* **Data**:

//! 配置加载与校验测试
//!
//! 环境变量是进程级共享状态，所有用例都必须串行执行

use auth_guard::config::AuthConfig;
use secrecy::ExposeSecret;
use serial_test::serial;

const TEST_VARS: &[&str] = &[
    "AUTH_TOKEN__ACCESS_SECRET",
    "AUTH_TOKEN__REFRESH_SECRET",
    "AUTH_TOKEN__ACCESS_EXPIRY",
    "AUTH_TOKEN__REFRESH_EXPIRY",
    "AUTH_SECURITY__DEVICE_BINDING_ENABLED",
    "AUTH_SECURITY__MAX_CONCURRENT_SESSIONS",
    "AUTH_RATE_LIMIT__MAX_ATTEMPTS",
    "AUTH_RATE_LIMIT__ALLOW_LIST",
    "AUTH_RATE_LIMIT__DENY_LIST",
    "AUTH_BRUTE_FORCE__MAX_FAILED_ATTEMPTS",
    "AUTH_DATABASE__URL",
    "AUTH_DATABASE__MAX_CONNECTIONS",
    "AUTH_LOGGING__LEVEL",
    "AUTH_LOGGING__FORMAT",
];

/// 清理所有测试涉及的环境变量
fn clear_test_env() {
    for var in TEST_VARS {
        std::env::remove_var(var);
    }
}

#[test]
#[serial]
fn test_defaults_load_without_overrides() {
    clear_test_env();

    let config = AuthConfig::from_env().expect("defaults should load");

    assert_eq!(config.token.access_expiry, "15m");
    assert_eq!(config.token.refresh_expiry, "7d");
    assert!(config.security.rotation_enabled);
    assert!(config.security.reuse_detection_enabled);
    assert!(!config.security.device_binding_enabled);
    assert_eq!(config.security.max_concurrent_sessions, 0);
    assert_eq!(config.rate_limit.max_attempts, 10);
    assert_eq!(config.rate_limit.window_ms, 60_000);
    assert!(config.rate_limit.allow_list.is_empty());
    assert!(config.brute_force.enabled);
    assert_eq!(config.brute_force.max_failed_attempts, 5);
    assert_eq!(config.logging.format, "json");
}

#[test]
#[serial]
fn test_database_section_is_optional() {
    clear_test_env();

    // 内存部署：不导出任何 AUTH_DATABASE__* 也能加载
    let config = AuthConfig::from_env().expect("config loads without a database section");
    assert!(config.database.is_none());
}

#[test]
#[serial]
fn test_database_url_materializes_the_section() {
    clear_test_env();
    std::env::set_var("AUTH_DATABASE__URL", "postgresql://localhost/auth_test");

    let config = AuthConfig::from_env().expect("database section should load");

    let database = config.database.expect("section present when URL is set");
    assert_eq!(database.url.expose_secret(), "postgresql://localhost/auth_test");
    assert_eq!(database.max_connections, 10);
    assert_eq!(database.acquire_timeout_secs, 30);

    clear_test_env();
}

#[test]
#[serial]
fn test_env_overrides_take_effect() {
    clear_test_env();
    std::env::set_var("AUTH_RATE_LIMIT__MAX_ATTEMPTS", "3");
    std::env::set_var("AUTH_TOKEN__ACCESS_EXPIRY", "30m");
    std::env::set_var("AUTH_SECURITY__DEVICE_BINDING_ENABLED", "true");
    std::env::set_var("AUTH_LOGGING__FORMAT", "pretty");

    let config = AuthConfig::from_env().expect("overrides should load");

    assert_eq!(config.rate_limit.max_attempts, 3);
    assert_eq!(config.token.access_expiry, "30m");
    assert!(config.security.device_binding_enabled);
    assert_eq!(config.logging.format, "pretty");

    clear_test_env();
}

#[test]
#[serial]
fn test_comma_separated_lists_parse() {
    clear_test_env();
    std::env::set_var("AUTH_RATE_LIMIT__ALLOW_LIST", "10.0.0.1,10.0.0.2");
    std::env::set_var("AUTH_RATE_LIMIT__DENY_LIST", "203.0.113.7");

    let config = AuthConfig::from_env().expect("lists should parse");

    assert_eq!(config.rate_limit.allow_list, vec!["10.0.0.1", "10.0.0.2"]);
    assert_eq!(config.rate_limit.deny_list, vec!["203.0.113.7"]);

    clear_test_env();
}

#[test]
#[serial]
fn test_secret_is_loaded_from_env() {
    clear_test_env();
    std::env::set_var(
        "AUTH_TOKEN__ACCESS_SECRET",
        "an-overridden-access-secret-of-32-chars!",
    );

    let config = AuthConfig::from_env().expect("secret override should load");
    assert_eq!(
        config.token.access_secret.expose_secret(),
        "an-overridden-access-secret-of-32-chars!"
    );

    clear_test_env();
}

#[test]
#[serial]
fn test_short_secret_is_rejected() {
    clear_test_env();
    std::env::set_var("AUTH_TOKEN__ACCESS_SECRET", "too-short");

    assert!(AuthConfig::from_env().is_err());

    clear_test_env();
}

#[test]
#[serial]
fn test_identical_secrets_are_rejected() {
    clear_test_env();
    let secret = "the-same-secret-for-both-token-kinds!!!!";
    std::env::set_var("AUTH_TOKEN__ACCESS_SECRET", secret);
    std::env::set_var("AUTH_TOKEN__REFRESH_SECRET", secret);

    assert!(AuthConfig::from_env().is_err());

    clear_test_env();
}

#[test]
#[serial]
fn test_malformed_expiry_is_rejected_at_load() {
    clear_test_env();
    std::env::set_var("AUTH_TOKEN__REFRESH_EXPIRY", "7w");

    assert!(AuthConfig::from_env().is_err());

    clear_test_env();
}

#[test]
#[serial]
fn test_invalid_log_level_is_rejected() {
    clear_test_env();
    std::env::set_var("AUTH_LOGGING__LEVEL", "verbose");

    assert!(AuthConfig::from_env().is_err());

    clear_test_env();
}
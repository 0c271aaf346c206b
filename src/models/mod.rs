//! Domain models

pub mod counter;
pub mod token;

pub use counter::{AlertEvent, LockoutCounter, RateLimitCounter, RateLimitDecision};
pub use token::{DeviceInfo, RefreshRecord, TokenPair};
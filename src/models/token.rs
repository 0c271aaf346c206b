//! Token domain models

use chrono::{DateTime, Utc};
use serde::{Deserialize, Serialize};

/// Client device context presented alongside a credential operation
#[derive(Debug, Clone, Default, Serialize, Deserialize)]
pub struct DeviceInfo {
    /// Opaque fingerprint computed by the client
    pub fingerprint: String,
    pub source_addr: Option<String>,
    pub user_agent: Option<String>,
}

/// Persisted refresh token record
///
/// The raw token value is never stored; records are keyed by the SHA-256 hash
/// of the signed token. `used` only ever transitions false -> true.
#[derive(Debug, Clone, Serialize, Deserialize, sqlx::FromRow)]
pub struct RefreshRecord {
    /// Matches the `jti` claim of the signed refresh token
    pub id: String,
    pub subject_id: String,
    pub token_hash: String,
    pub device_hash: Option<String>,
    pub source_addr: Option<String>,
    pub user_agent: Option<String>,
    pub used: bool,
    pub created_at: DateTime<Utc>,
    pub expires_at: DateTime<Utc>,
}

impl RefreshRecord {
    pub fn is_expired(&self, now: DateTime<Utc>) -> bool {
        self.expires_at < now
    }
}

/// Credential pair returned by issuance and refresh
#[derive(Debug, Serialize)]
pub struct TokenPair {
    pub access_token: String,
    pub refresh_token: String,
    /// Seconds until the access token expires
    pub expires_in: i64,
}
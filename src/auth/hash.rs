//! Token and fingerprint hashing helpers

use base64::engine::general_purpose::URL_SAFE_NO_PAD;
use base64::Engine as _;
use rand::RngCore;
use sha2::{Digest, Sha256};

/// Hash a token for storage; the raw value never touches the store
pub fn hash_token(token: &str) -> String {
    let mut hasher = Sha256::new();
    hasher.update(token.as_bytes());
    hex::encode(hasher.finalize())
}

/// Hash a client device fingerprint for binding comparison
pub fn hash_fingerprint(fingerprint: &str) -> String {
    let mut hasher = Sha256::new();
    hasher.update(fingerprint.as_bytes());
    hex::encode(hasher.finalize())
}

/// Generate a unique token identifier (jti claim)
///
/// 32 bytes from the OS CSPRNG, URL-safe base64 encoded (43 characters).
pub fn generate_token_id() -> String {
    use rand::rngs::OsRng;
    let mut bytes = [0u8; 32];
    OsRng.fill_bytes(&mut bytes);
    URL_SAFE_NO_PAD.encode(bytes)
}
//! Credential signing, verification and hashing

pub mod hash;
pub mod jwt;

pub use hash::{generate_token_id, hash_fingerprint, hash_token};
pub use jwt::{AccessClaims, JwtCodec, RefreshClaims, KIND_ACCESS, KIND_REFRESH};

* **Work item**:
The expected output is the exact run of lines from the start of the entries through the line with "内存部署：不导出任何 AUTH_DATABASE__* 也能加载", inclusive.

* **Exercise answer**:
//! 配置加载与校验测试
//!
//! 环境变量是进程级共享状态，所有用例都必须串行执行

use auth_guard::config::AuthConfig;
use secrecy::ExposeSecret;
use serial_test::serial;

const TEST_VARS: &[&str] = &[
    "AUTH_TOKEN__ACCESS_SECRET",
    "AUTH_TOKEN__REFRESH_SECRET",
    "AUTH_TOKEN__ACCESS_EXPIRY",
    "AUTH_TOKEN__REFRESH_EXPIRY",
    "AUTH_SECURITY__DEVICE_BINDING_ENABLED",
    "AUTH_SECURITY__MAX_CONCURRENT_SESSIONS",
    "AUTH_RATE_LIMIT__MAX_ATTEMPTS",
    "AUTH_RATE_LIMIT__ALLOW_LIST",
    "AUTH_RATE_LIMIT__DENY_LIST",
    "AUTH_BRUTE_FORCE__MAX_FAILED_ATTEMPTS",
    "AUTH_DATABASE__URL",
    "AUTH_DATABASE__MAX_CONNECTIONS",
    "AUTH_LOGGING__LEVEL",
    "AUTH_LOGGING__FORMAT",
];

/// 清理所有测试涉及的环境变量
fn clear_test_env() {
    for var in TEST_VARS {
        std::env::remove_var(var);
    }
}

#[test]
#[serial]
fn test_defaults_load_without_overrides() {
    clear_test_env();

    let config = AuthConfig::from_env().expect("defaults should load");

    assert_eq!(config.token.access_expiry, "15m");
    assert_eq!(config.token.refresh_expiry, "7d");
    assert!(config.security.rotation_enabled);
    assert!(config.security.reuse_detection_enabled);
    assert!(!config.security.device_binding_enabled);
    assert_eq!(config.security.max_concurrent_sessions, 0);
    assert_eq!(config.rate_limit.max_attempts, 10);
    assert_eq!(config.rate_limit.window_ms, 60_000);
    assert!(config.rate_limit.allow_list.is_empty());
    assert!(config.brute_force.enabled);
    assert_eq!(config.brute_force.max_failed_attempts, 5);
    assert_eq!(config.logging.format, "json");
}

#[test]
#[serial]
fn test_database_section_is_optional() {
    clear_test_env();

    // 内存部署：不导出任何 AUTH_DATABASE__* 也能加载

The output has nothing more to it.